Authors can specify what separators can be used by the learner. From the Thousand Separator drop-down dot, comma, and/or space can be selected. From the Decimal Separator drop-down either a dot or a comma can be selected. Note that the specified thousand separators and decimal separator cannot be the same, e.g. both dot.**Treat all letters as variables**

When this option is enabled, the math engine will treat all letters as variables. This is useful in cases where you want to use letters as variables that the math engine may normally recognize as units of measurement. Here are the units of measurement we support: List of S.I and US Customary Units

## Examples

Example 1 - Basic equivSymbolic scoring

In this example, any value that is equal to 100 will be considered as correct.

Example 2 - equivSymbolic fill in the blanks

In this question, the students enter a value in the response box in order to complete the equation. Anything that is equal to 100 must be entered in the response box.

Example 3 - equivSymbolic fill in the blanks

This is a similar example, only with two blank spaces that have to be filled in. Two values that are equal to 100 must be entered in the response boxes. Order is not important.

Example 4 - equivSymbolic fill in the blanks

This example has 3 empty boxes. The valid response is set to 2+2=4. As neither side of the equation has a set value, it is scored as isTrue. Any equation inserted in the response boxes will be correct as long as it represents a mathematically correct equation in the form x+y=z.

Example 5 - equivSymbolic with fractions

equivSymbolic handles responses containing fractions of different types.

Example 6 - equivSymbolic with variables

equivSymbolic can also be used with variables.

Example 7 - equivSymbolic with trigonometry questions

equivSymbolic recognises trigonometric functions.

Example 8 - equivSymbolic with algebraic expressions

In the example below, an expression in any form that is mathematically equivalent to the one in the stimulus will be correct.

Example 9 - decimal rounding

The decimal places field is used to specify a number of significant decimal places in the response. In this example, the significant decimal places option is set to 2. This way, the learner will not need to enter all the digits after the decimal point for the response to be deemed correct.

Example 10 - using text blocks

You can set custom units such as ft, kg, mi, etc. as text blocks in the More options section. This means that the units will not be rendered as LaTeX.

Example 11 - using compare sides

Compare sides is used with open-ended questions. It ensures the equation values entered by the student give the same mathematical result and are symbolically equivalent to the equation set by the author.

## Combining methods

equivSymbolic is a very flexible method and is often used in conjunction with other methods.

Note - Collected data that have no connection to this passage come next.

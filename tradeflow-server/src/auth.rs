//! Access gate in front of every run operation.
//!
//! One predicate, evaluated before any state is touched: a configured
//! skip flag allows everything; otherwise the presented bearer token
//! must exactly match the configured secret. Missing or malformed
//! credentials and wrong tokens are distinct failures, and a missing
//! secret while auth is required fails closed as a server fault.

use axum::{
    extract::{Request, State},
    http::header,
    middleware::Next,
    response::Response,
};

use tradeflow_core::RunError;

use crate::errors::AppError;
use crate::state::AppState;

pub async fn require_token(
    State(state): State<AppState>,
    request: Request,
    next: Next,
) -> Result<Response, AppError> {
    if state.settings.skip_token_auth {
        return Ok(next.run(request).await);
    }

    let Some(secret) = state.settings.internal_api_token.as_deref() else {
        return Err(RunError::Misconfigured.into());
    };

    let token = extract_bearer_token(&request)?;
    if token != secret {
        return Err(RunError::Forbidden.into());
    }

    Ok(next.run(request).await)
}

fn extract_bearer_token(request: &Request) -> Result<String, AppError> {
    let auth_header = request
        .headers()
        .get(header::AUTHORIZATION)
        .and_then(|value| value.to_str().ok())
        .ok_or(AppError::from(RunError::Unauthenticated))?;

    if !auth_header.starts_with("Bearer ") {
        return Err(RunError::Unauthenticated.into());
    }

    Ok(auth_header[7..].to_string())
}
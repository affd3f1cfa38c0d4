//! Text normalization for noisy pipeline output.
//!
//! Snapshot fields arrive as arbitrary JSON shapes: plain strings,
//! nested structured blocks, lists of blocks, or primitives. Every
//! comparison the aggregator makes happens over the flat text this
//! module produces, so a field of unexpected shape degrades to
//! non-matching text instead of failing the run.

use serde_json::Value;

/// Flatten an arbitrary JSON value into text.
///
/// Rules: null is empty; strings pass through; numbers and booleans
/// stringify; structured blocks collapse to their `text` or `content`
/// sub-field; other objects render as `key: value` lines; arrays join
/// their normalized elements with newlines, dropping empties.
pub fn stringify_content(value: &Value) -> String {
    match value {
        Value::Null => String::new(),
        Value::String(text) => text.clone(),
        Value::Number(number) => number.to_string(),
        Value::Bool(flag) => flag.to_string(),
        Value::Array(items) => {
            let parts: Vec<String> = items
                .iter()
                .map(stringify_content)
                .filter(|text| !text.is_empty())
                .collect();
            parts.join("\n")
        }
        Value::Object(map) => {
            if let Some(text) = map.get("text") {
                return stringify_content(text);
            }
            if let Some(content) = map.get("content") {
                return stringify_content(content);
            }
            let entries: Vec<String> = map
                .iter()
                .map(|(key, value)| {
                    let rendered = stringify_content(value);
                    format!("{key}: {rendered}")
                })
                .collect();
            entries.join("\n")
        }
    }
}

/// Normalize a snapshot field for change detection: flatten to text
/// and trim. Absent fields normalize to the empty string.
pub fn normalize_field(value: Option<&Value>) -> String {
    match value {
        Some(value) => stringify_content(value).trim().to_string(),
        None => String::new(),
    }
}
//! Concurrency-safe ownership of all run records.
//!
//! The registry is the single owner of every [`RunRecord`]; handlers
//! and executors go through it for all reads and writes. Critical
//! sections are short: mutations clone nothing heavy, and `list`
//! snapshots under a read lock.

use std::{collections::HashMap, sync::Arc};

use chrono::{DateTime, Utc};
use tokio::sync::RwLock;
use uuid::Uuid;

use crate::bus::EventBus;
use crate::error::{Result, RunError};
use crate::run::{RunRecord, RunStatus, RunSummary};

/// A run's record together with its event bus.
#[derive(Debug, Clone)]
pub struct RunHandle {
    pub record: RunRecord,
    pub bus: Arc<EventBus>,
}

#[derive(Debug, Default)]
pub struct RunRegistry {
    runs: RwLock<HashMap<Uuid, RunHandle>>,
}

impl RunRegistry {
    pub fn new() -> Self {
        Self::default()
    }

    pub async fn create(&self, ticker: &str, trade_date: &str) -> RunHandle {
        let handle = RunHandle {
            record: RunRecord::new(ticker, trade_date),
            bus: Arc::new(EventBus::new()),
        };
        self.runs
            .write()
            .await
            .insert(handle.record.id, handle.clone());
        handle
    }

    pub async fn get(&self, id: Uuid) -> Result<RunHandle> {
        self.runs
            .read()
            .await
            .get(&id)
            .cloned()
            .ok_or_else(|| RunError::NotFound(id.to_string()))
    }

    /// Apply a partial mutation to one record. Mutations on the same
    /// id are serialized by the registry lock, and `updated_at` is
    /// refreshed on every call.
    pub async fn update<F>(&self, id: Uuid, mutate: F) -> Result<RunRecord>
    where
        F: FnOnce(&mut RunRecord),
    {
        let mut runs = self.runs.write().await;
        let handle = runs
            .get_mut(&id)
            .ok_or_else(|| RunError::NotFound(id.to_string()))?;
        mutate(&mut handle.record);
        handle.record.updated_at = Utc::now();
        Ok(handle.record.clone())
    }

    /// Refresh `updated_at` without changing domain fields. Event
    /// appends count as record activity.
    pub async fn touch(&self, id: Uuid) -> Result<()> {
        self.update(id, |_| {}).await.map(|_| ())
    }

    /// Current status without cloning the whole handle.
    pub async fn status(&self, id: Uuid) -> Result<RunStatus> {
        self.runs
            .read()
            .await
            .get(&id)
            .map(|handle| handle.record.status())
            .ok_or_else(|| RunError::NotFound(id.to_string()))
    }

    pub async fn list(&self) -> Vec<RunHandle> {
        self.runs.read().await.values().cloned().collect()
    }

    /// Wire summary for one run, including its event log snapshot.
    pub async fn summary(&self, id: Uuid) -> Result<RunSummary> {
        let handle = self.get(id).await?;
        let events = handle.bus.snapshot().await;
        Ok(RunSummary::from_record(&handle.record, events))
    }

    /// Remove terminal runs last touched before `cutoff`. Returns how
    /// many were evicted.
    pub async fn evict_terminal_before(&self, cutoff: DateTime<Utc>) -> usize {
        let mut runs = self.runs.write().await;
        let before = runs.len();
        runs.retain(|_, handle| {
            !(handle.record.status().is_terminal() && handle.record.updated_at < cutoff)
        });
        before - runs.len()
    }
}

Example - Excluding possible correct responses

In some cases the students might be asked to give a correct response other than the one already specified in the stimulus. Authors can set such exceptions by combining equivSymbolic and equivLiteral, then enabling the inverse result option underneath equivLiteral. Now, any symbolically equivalent equation will be correct except for the actual valid response specified in question validation.